Extra Brut: A New Kind of IPA

By John Gillooly, Drake's Brewmaster
February 20, 2018

A month ago we discovered a pretty unique take on IPA at Social Kitchen & Brewery in San Francisco. Their brewmaster, Kim Sturdavant, created a super dry IPA called Hop Champagne, using enzymes that make complex sugars in beer, completely fermentable. Reducing the amount of residual sugar in beer, to this extreme, gives the beer an ultra-dry, brut champagne-like body, that’s a great platform for hop aroma and flavor.  

Trocken: Extra Brut IPA, poured from the brite tank before packaging.


Because we’re always looking for new ways to express our love for hops, we decided to brew our own version, Trocken: Extra Brut IPA (“Trocken” means dry in German). Our beer is a nod to German Riesling and features Hallertauer Blanc, a new German hop, that imparts notes of white grape skins, bolstered by bright citric flavors from Amarillo and Bavaria Mandarina hops, and a bit of crisp tropicality courtesy of El Dorado hops. The beer finished at 7.8% ABV. 


Trocken will be available on draft starting today at Drake’s Dealership and Barrel House, while supplies last, as part of our Tuesday Tapping Series. Every Tuesday, both locations feature a new beer created by our brewing team.

The beer is often packaged the morning it's served, so you can enjoy them as fresh as possible. Tuesday Tapping's are a great opportunity to taste new, unique, or experimental beers. On February 27th you can expect a Dunkelweizen made with rye.

Photo: Drake's Production Manager, DeVonne Buckingham (left), with Kim Sturdavant of Social Kitchen & Brewery


If you would like a better understanding of how and why an extra brut IPA was created, here’s how Kim Sturdavant approached the creation of his beer Hop Champagne:

I've played around with this enzyme to dry out our triple IPA in the past, rather than using dextrose (which, as a personal preference I try to avoid). I've had this concept floating in my head for a year or so and finally got around to realizing it in practice. The timing is great, because right now the brewing scene is all about fluffy hazy juicy IPA profiles with a lot of mouthfeel, and this is a huge contrast to that, and a refreshing (pun intended) alternative.

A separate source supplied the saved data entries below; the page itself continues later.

//! Locale-aware decoding of table cells

use crate::config::Language;

/// Decode a cell written in `language`'s number format.
///
/// Returns `None` for blank cells and for the markers statistics offices
/// put in place of missing observations (`.`, `-`, free text).
pub fn decode_number(raw: &str, language: Language) -> Option<f64> {
    let cell = raw.trim().trim_matches('"').trim();
    if cell.is_empty() {
        return None;
    }

    let thousands = language.thousands_separator();
    let decimal = language.decimal_separator();

    let normalized: String = cell
        .chars()
        .filter(|c| *c != thousands)
        .map(|c| if c == decimal { '.' } else { c })
        .collect();

    if !normalized.bytes().any(|b| b.is_ascii_digit()) {
        return None;
    }

    normalized.parse::<f64>().ok().filter(|v| v.is_finite())
}
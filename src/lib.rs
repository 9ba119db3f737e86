//! # rusty-cucopy
//!
//! Adjust monetary values for inflation and exchange them between regions
//! using published consumer price index and exchange-rate tables.
//!
//! Tables come from the Deutsche Bundesbank (monthly German CPI series) or
//! the World Bank (annual indicators, one row per country). Lookups tolerate
//! blank cells, follow region code migrations and decode `de`/`en` number
//! formats.
//!
//! ## Example
//!
//! ```rust,no_run
//! use rusty_cucopy::prelude::*;
//! use std::sync::Arc;
//!
//! # fn main() -> rusty_cucopy::error::Result<()> {
//! let settings = Settings::load(None)?;
//! let resolver = IndexResolver::bundesbank(&settings, &ParserConfig::default())?;
//!
//! let mut value = CurrencyValue::new("2006-12-01", 1_750_000.0)?;
//! value.set_target_date("2021-11-01")?;
//! value.attach_resolver(Arc::new(resolver));
//!
//! println!("{:.2}", value.equivalent_worth()?);
//! # Ok(())
//! # }
//! ```

pub mod adjust;
pub mod config;
pub mod currency;
pub mod data;
pub mod dates;
pub mod error;
pub mod exchange;
pub mod inflation;

pub mod prelude {
    //! Commonly used types and traits
    pub use crate::adjust::{adjust_batch, adjust_currency, Adjustment, AdjustmentRequest};
    pub use crate::config::{Classification, Language, ParserConfig, Settings};
    pub use crate::currency::{Currency, CurrencyValue, Notation, NotationRegistry};
    pub use crate::data::{IndexResolver, IndexSource, IndexTable, Period, TableSource};
    pub use crate::dates::DateRange;
    pub use crate::error::{CucopyError, Result};
    pub use crate::exchange::{ExchangeRates, RegionPair};
}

What I'm striving for is the palest possible color and smallest amount of body in the beer to lay the foundation, or lack thereof, for the hops. Making a dry neutral malt profiled beer, to allow the hops to pop more isn't a new concept, but this extra brut style is all about pushing that as far as possible to the point it comes across as something like hop Champagne, if possible.

With basically zero body to balance out the bitterness, we’re left with a puzzle to solve, and that's what we (all of us that are just starting to brew these) are doing right now. I'm really curious to see how other brewers approach this puzzle. I really hope more breweries give it a shot so we can learn from each other and push the style forward. I can't wait to try the Drake's version!

There you go, straight from the brewer. Kim, thanks for the opportunity to mess around with a new IPA style. We hope Trocken does you proud. Once we knock this beer out, we’re going to take a shot at brewing a dry and hazy beer, using enzymes to ferment out all the available sugars, but with a lush hazy body from unmalted oat. Hazy Brut, baby, stay tuned! Until then, RELEASE THE TROCKEN!


  1. Dan Buchalter says:

    Might this actually run out today on draft? Will there be a bottled release? Sounds great but my schedule today makes it unlikely I can make it until after 5pm if at all.

    PS liked the “Release the Trocken!” comment.

    • Brian Stechschulte says:

      Hi Dan, this beer will only be available on draft. We should have a good supply for at least a week unless there’s a bigger rush than we’re expecting. You should be okay if you swing by tomorrow.

  2. Wondering what the alcohol % is…

  3. Hi all, super interesting stuff can you give any more info on the enzyme or process used? I assume it’s probably amylase and either added during the mash or at fermentation.

    • Brian Stechschulte says:

      Hi Mike,

      The enzyme was added during fermentation, but not sure about specific timing. We purchased the enzyme (believe it’s amylase) through Brewers Supply Group. They could help you a bit more on specifics.

  4. I can’t say enough about this beer! Maybe it’s partly because I’m sick to death of the NE IPA thing (and the sickly sweet juice profile), but the Trocken is quite honestly one of the best beers I’ve ever tasted. I can see this easily becoming a Drake’s classic and wholly support this becoming a beautiful bottled beverage in perpetuity. Well done! (Please make more.)

    • Brian Stechschulte says:

      Hi Cody,

      Thank you so much for the feedback. We’re really excited about this beer style and plan exploring it further. It’s good to know people are enjoying Trocken. Thanks again.